KANDIS A. WESTMORE, Magistrate Judge.

On May 17, 2013, Plaintiffs Heinz Hoffman and Thomas Buckley, and Defendants City and County of San Francisco, George Gascon, and Jeffrey Godown, filed a joint letter regarding a discovery dispute. Plaintiffs seek the disclosure of three documents listed on Defendants' privilege log. Plaintiffs argue that the documents are not privileged, and that even if they were privileged, Defendants have waived the privilege by failing to timely produce the privilege log. For the following reasons, the relief requested by Plaintiffs in the joint letter is denied.

I. The Documents Are Privileged.

There is an eight-part test to determine whether the attorney-client privilege applies. "(1) Where legal advice of any kind is sought (2) from a professional legal adviser in his capacity as such, (3) the communications relating to that purpose, (4) made in confidence (5) by the client, (6) are at his instance permanently protected (7) from disclosure by himself or by the legal adviser, (8) unless the protection be waived." United States v. Graf, 610 F.3d 1148, 1156 (9th Cir. 2010) (citations omitted). "Because it impedes full and free discovery of the truth, the attorney-client privilege is strictly construed." Id. (citation omitted).
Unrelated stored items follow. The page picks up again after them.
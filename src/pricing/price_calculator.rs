use rust_decimal::prelude::ToPrimitive;
use rust_decimal::{Decimal, RoundingStrategy};

/// Service for calculating line subtotals, order totals and coupon discounts
pub struct PriceCalculator;

impl PriceCalculator {
    /// Calculate subtotal for a line item
    ///
    /// # Arguments
    /// * `quantity` - Number of units
    /// * `unit_price` - Price per unit frozen at checkout
    pub fn calculate_subtotal(quantity: i32, unit_price: Decimal) -> Decimal {
        Decimal::from(quantity) * unit_price
    }

    /// Calculate total price for an order (sum of all subtotals)
    pub fn calculate_total(subtotals: &[Decimal]) -> Decimal {
        subtotals.iter().sum()
    }

    /// Amount taken off `total` by a percentage coupon, rounded to cents
    pub fn coupon_discount(total: Decimal, percentage: Decimal) -> Decimal {
        (total * percentage / Decimal::ONE_HUNDRED)
            .round_dp_with_strategy(2, RoundingStrategy::MidpointAwayFromZero)
    }

    /// Convert a major-unit amount to minor currency units (cents)
    ///
    /// Returns `None` when the amount does not fit in an `i64`.
    pub fn to_minor_units(amount: Decimal) -> Option<i64> {
        (amount * Decimal::ONE_HUNDRED)
            .round_dp_with_strategy(0, RoundingStrategy::MidpointAwayFromZero)
            .to_i64()
    }
}
use async_trait::async_trait;

use crate::checkout::signature::SignatureError;
use crate::checkout::{CheckoutSession, GatewayEvent, SessionRequest, SessionStatus};

/// Failures talking to the payment provider
#[derive(Debug, thiserror::Error)]
pub enum GatewayError {
    #[error("webhook signature rejected: {0}")]
    InvalidSignature(#[from] SignatureError),

    #[error("checkout session not found: {0}")]
    SessionNotFound(String),

    #[error("payment provider request timed out")]
    Timeout,

    #[error("payment provider error: {0}")]
    Upstream(String),

    #[error("payment provider sent an unreadable payload: {0}")]
    Malformed(String),
}

/// Hosted-checkout payment provider
///
/// Implementations hold their own credentials and webhook secret.
#[async_trait]
pub trait PaymentGateway: Send + Sync {
    /// Open a hosted checkout session
    async fn create_session(&self, request: &SessionRequest) -> Result<CheckoutSession, GatewayError>;

    /// Authenticate a webhook body against its signature header and decode it
    ///
    /// `raw_body` must be the bytes exactly as received.
    fn verify_event(&self, raw_body: &[u8], signature: &str) -> Result<GatewayEvent, GatewayError>;

    /// Provider's current view of a session
    async fn get_session(&self, session_id: &str) -> Result<SessionStatus, GatewayError>;
}
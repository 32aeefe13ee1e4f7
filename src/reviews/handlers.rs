// HTTP handlers for review endpoints

use axum::{
    extract::{Path, State},
    http::StatusCode,
    Json,
};
use uuid::Uuid;

use crate::auth::{AdminUser, AuthenticatedUser};
use crate::error::ErrorResponse;
use crate::reviews::{CreateReviewRequest, Review, ReviewError, UpdateReviewRequest, VisibilityRequest};
use crate::AppState;

/// Visible reviews of a product
/// GET /api/products/:slug/reviews
#[utoipa::path(
    get,
    path = "/api/products/{slug}/reviews",
    params(("slug" = String, Path, description = "Product slug")),
    responses(
        (status = 200, description = "Visible reviews, newest first", body = [Review]),
        (status = 404, description = "Product not found", body = ErrorResponse)
    ),
    tag = "reviews"
)]
pub async fn list_product_reviews_handler(
    State(state): State<AppState>,
    Path(slug): Path<String>,
) -> Result<Json<Vec<Review>>, ReviewError> {
    Ok(Json(state.reviews.for_product(&slug).await?))
}

/// Create a new review
/// POST /api/reviews
#[utoipa::path(
    post,
    path = "/api/reviews",
    request_body = CreateReviewRequest,
    responses(
        (status = 201, description = "Review created", body = Review),
        (status = 400, description = "Invalid rating or comment", body = ErrorResponse),
        (status = 401, description = "Missing or invalid credential", body = ErrorResponse),
        (status = 404, description = "Product not found", body = ErrorResponse),
        (status = 409, description = "Caller already reviewed this product", body = ErrorResponse)
    ),
    security(("bearer_auth" = [])),
    tag = "reviews"
)]
pub async fn create_review_handler(
    State(state): State<AppState>,
    user: AuthenticatedUser,
    Json(request): Json<CreateReviewRequest>,
) -> Result<(StatusCode, Json<Review>), ReviewError> {
    let review = state.reviews.create(user.user_id, request).await?;
    Ok((StatusCode::CREATED, Json(review)))
}

/// Update the caller's review
/// PUT /api/reviews/:id
#[utoipa::path(
    put,
    path = "/api/reviews/{id}",
    params(("id" = Uuid, Path, description = "Review id")),
    request_body = UpdateReviewRequest,
    responses(
        (status = 200, description = "Review updated", body = Review),
        (status = 400, description = "Nothing to update or invalid input", body = ErrorResponse),
        (status = 403, description = "Review belongs to another user", body = ErrorResponse),
        (status = 404, description = "Review not found", body = ErrorResponse)
    ),
    security(("bearer_auth" = [])),
    tag = "reviews"
)]
pub async fn update_review_handler(
    State(state): State<AppState>,
    user: AuthenticatedUser,
    Path(review_id): Path<Uuid>,
    Json(request): Json<UpdateReviewRequest>,
) -> Result<Json<Review>, ReviewError> {
    Ok(Json(state.reviews.update(user.user_id, review_id, request).await?))
}

/// DELETE /api/reviews/:id
#[utoipa::path(
    delete,
    path = "/api/reviews/{id}",
    params(("id" = Uuid, Path, description = "Review id")),
    responses(
        (status = 204, description = "Review deleted"),
        (status = 403, description = "Neither the author nor an admin", body = ErrorResponse),
        (status = 404, description = "Review not found", body = ErrorResponse)
    ),
    security(("bearer_auth" = [])),
    tag = "reviews"
)]
pub async fn delete_review_handler(
    State(state): State<AppState>,
    user: AuthenticatedUser,
    Path(review_id): Path<Uuid>,
) -> Result<StatusCode, ReviewError> {
    state
        .reviews
        .delete(user.user_id, review_id, user.is_admin())
        .await?;
    Ok(StatusCode::NO_CONTENT)
}

/// PATCH /api/reviews/:id/visibility
#[utoipa::path(
    patch,
    path = "/api/reviews/{id}/visibility",
    params(("id" = Uuid, Path, description = "Review id")),
    request_body = VisibilityRequest,
    responses(
        (status = 200, description = "Visibility set, rating recomputed", body = Review),
        (status = 401, description = "Missing or invalid credential", body = ErrorResponse),
        (status = 403, description = "Caller is not an admin", body = ErrorResponse),
        (status = 404, description = "Review not found", body = ErrorResponse)
    ),
    security(("bearer_auth" = [])),
    tag = "reviews"
)]
pub async fn set_review_visibility_handler(
    State(state): State<AppState>,
    _admin: AdminUser,
    Path(review_id): Path<Uuid>,
    Json(request): Json<VisibilityRequest>,
) -> Result<Json<Review>, ReviewError> {
    Ok(Json(state.reviews.set_visibility(review_id, request.is_visible).await?))
}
The three disputed documents listed on Defendants' privilege log are from individuals in the City and County of San Francisco's human resources department, to San Francisco City Attorney's Office Deputy City Attorneys. Dkt. # 77-2. Two of the documents were also sent to the San Francisco Civil Service Commission, and one of the documents was sent to another individual in the City's human resources department. Id. The documents are described as follows: "Compliance with EEOC Uniform Guidelines and Title VII"; "Memorandum regarding implications of Ricci decision"; and "Outline of discussion for San Francisco City Attorney's Office Deputy City Attorneys and Civil Service Commission." Id.

Plaintiffs contend that Defendants have not shown that the documents were made "in the course of seeking legal advice," or "made in confidence." But the descriptions of the documents show that the documents were made in the course of seeking legal advice. The first two document descriptions specifically mention the legal doctrines being discussed in the communications. It can be implied that any discussion between the Civil Service Commission and Deputy City Attorneys would be for the purpose of seeking legal advice; thus, the third document description is also adequate. Furthermore, the fact that members of the Civil Service Commission and the City's Human Resources department were also recipients of the documents sent to the City Attorney's office does not render the documents unprivileged, because these individuals were the employees of the City that could have been seeking legal advice.

II. The Privilege Has Not Been Waived.

Plaintiffs argue that even if the documents listed on Defendants' privilege log were privileged, Defendants waived the privilege by initially making boilerplate privilege objections, yet orally stating that they were not withholding any privileged documents, and waiting nine months after the initial responses to provide a privilege log.

Under Federal Rule of Civil Procedure 26(b)(5), when a party withholds discovery on the basis of privilege, it must provide a privilege log. But the failure to provide a timely or sufficient privilege log does not automatically waive the attorney-client privilege. Instead, the Ninth Circuit has instructed district courts to conduct a "holistic reasonableness analysis," and apply the following factors in determining whether a privilege has been waived:

. . . the degree to which the objection or assertion of privilege enables the litigant seeking discovery and the court to evaluate whether each of the withheld documents is privileged (where providing particulars typically contained in a privilege log is presumptively sufficient and boilerplate objections are presumptively insufficient); the timeliness of the objection and accompanying information about the withheld documents (where service within 30 days, as a default guideline, is sufficient); the magnitude of the document production; and other particular circumstances of the litigation that make responding to discovery unusually easy . . . or unusually hard.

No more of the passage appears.